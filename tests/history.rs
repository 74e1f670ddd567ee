//! Tests for the snapshot history, including generated edit sequences.
use progressflow::prelude::*;
use proptest::prelude::*;

fn node_ref() -> impl Strategy<Value = String> {
    (1u32..12).prop_map(|n| format!("node_{}", n))
}

fn handle() -> impl Strategy<Value = Option<Handle>> {
    prop_oneof![Just(None), Just(Some(Handle::True)), Just(Some(Handle::False))]
}

fn position() -> impl Strategy<Value = Position> {
    (-4i32..4, -4i32..4).prop_map(|(x, y)| Position::new(x as f64 * 150.0, y as f64 * 100.0))
}

/// Edits a user can make, excluding undo/redo and editing focus.
fn edit_command() -> impl Strategy<Value = EditCommand> {
    prop_oneof![
        4 => (prop::sample::select(NodeKind::ALL.to_vec()), position())
            .prop_map(|(kind, position)| EditCommand::DropNewNode { kind, position }),
        3 => (node_ref(), node_ref(), handle()).prop_map(|(source, target, source_handle)| {
            EditCommand::ProposeConnection { source, target, source_handle, target_handle: None }
        }),
        1 => (node_ref(), position()).prop_map(|(id, position)| EditCommand::DropExistingNode { id, position }),
        1 => node_ref().prop_map(|id| EditCommand::DeleteNode { id }),
        1 => prop::collection::vec(node_ref(), 1..3)
            .prop_map(|node_ids| EditCommand::DeleteSelection { node_ids, edge_ids: Vec::new() }),
        1 => (node_ref(), "[a-z ]{0,8}").prop_map(|(id, label)| EditCommand::SetLabel { id, label }),
        1 => prop::sample::select(Preset::ALL.to_vec())
            .prop_map(|preset| EditCommand::LoadPreset { name: preset.name().to_string() }),
        1 => Just(EditCommand::ClearAll),
    ]
}

fn commit(history: &mut History<i32>, value: i32) {
    history.record_checkpoint();
    history.apply_edit(value);
}

#[test]
fn test_undo_redo_walks_through_states() {
    let mut history = History::new(0);
    commit(&mut history, 1);
    commit(&mut history, 2);
    commit(&mut history, 3);

    assert!(history.undo());
    assert!(history.undo());
    assert_eq!(*history.present(), 1);
    assert_eq!(history.undo_depth(), 1);
    assert_eq!(history.redo_depth(), 2);

    assert!(history.redo());
    assert_eq!(*history.present(), 2);
}

#[test]
fn test_new_edit_after_undo_truncates_future() {
    let mut history = History::new(0);
    commit(&mut history, 1);
    commit(&mut history, 2);
    history.undo();
    history.undo();

    commit(&mut history, 10);
    assert_eq!(history.redo_depth(), 0);
    assert!(!history.redo());
    assert!(history.undo());
    assert_eq!(*history.present(), 0);
}

#[test]
fn test_apply_edit_without_checkpoint_is_folded_into_present() {
    let mut history = History::new(0);
    commit(&mut history, 1);
    history.apply_edit(5);
    assert_eq!(history.undo_depth(), 1);
    assert!(history.undo());
    assert_eq!(*history.present(), 0);
    assert!(history.redo());
    assert_eq!(*history.present(), 5);
}

proptest! {
    #[test]
    fn prop_undo_all_returns_to_start(values in prop::collection::vec(any::<i32>(), 0..40)) {
        let mut history = History::new(i32::MIN);
        for v in &values {
            commit(&mut history, *v);
        }
        for _ in 0..values.len() {
            prop_assert!(history.undo());
        }
        prop_assert!(!history.undo());
        prop_assert_eq!(*history.present(), i32::MIN);

        for _ in 0..values.len() {
            prop_assert!(history.redo());
        }
        prop_assert!(!history.redo());
        prop_assert_eq!(Some(history.present()), values.last().or(Some(&i32::MIN)));
    }

    #[test]
    fn prop_depths_track_position(values in prop::collection::vec(any::<i32>(), 1..30), back in 0usize..30) {
        let mut history = History::new(0);
        for v in &values {
            commit(&mut history, *v);
        }
        let back = back.min(values.len());
        for _ in 0..back {
            history.undo();
        }
        prop_assert_eq!(history.undo_depth(), values.len() - back);
        prop_assert_eq!(history.redo_depth(), back);
        prop_assert_eq!(history.undo_depth() + history.redo_depth(), values.len());
    }

    #[test]
    fn prop_editor_undo_all_restores_empty_canvas(commands in prop::collection::vec(edit_command(), 0..30)) {
        let mut editor = Editor::builder().with_ids(SequentialIds::new()).build();
        let mut recorded = 0;
        for command in commands {
            if let Ok(outcome) = command.apply(&mut editor) {
                if outcome != CommandOutcome::Unchanged {
                    recorded += 1;
                }
            }
        }
        let last = editor.snapshot().clone();

        for _ in 0..recorded {
            prop_assert!(editor.undo());
        }
        prop_assert!(!editor.can_undo());
        prop_assert_eq!(editor.snapshot(), &Graph::new());

        for _ in 0..recorded {
            prop_assert!(editor.redo());
        }
        prop_assert!(!editor.can_redo());
        prop_assert_eq!(editor.snapshot(), &last);
    }
}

» Exercise brief: The expected answer is one number: how many lines above contain "outcome".

» Response to this task: 2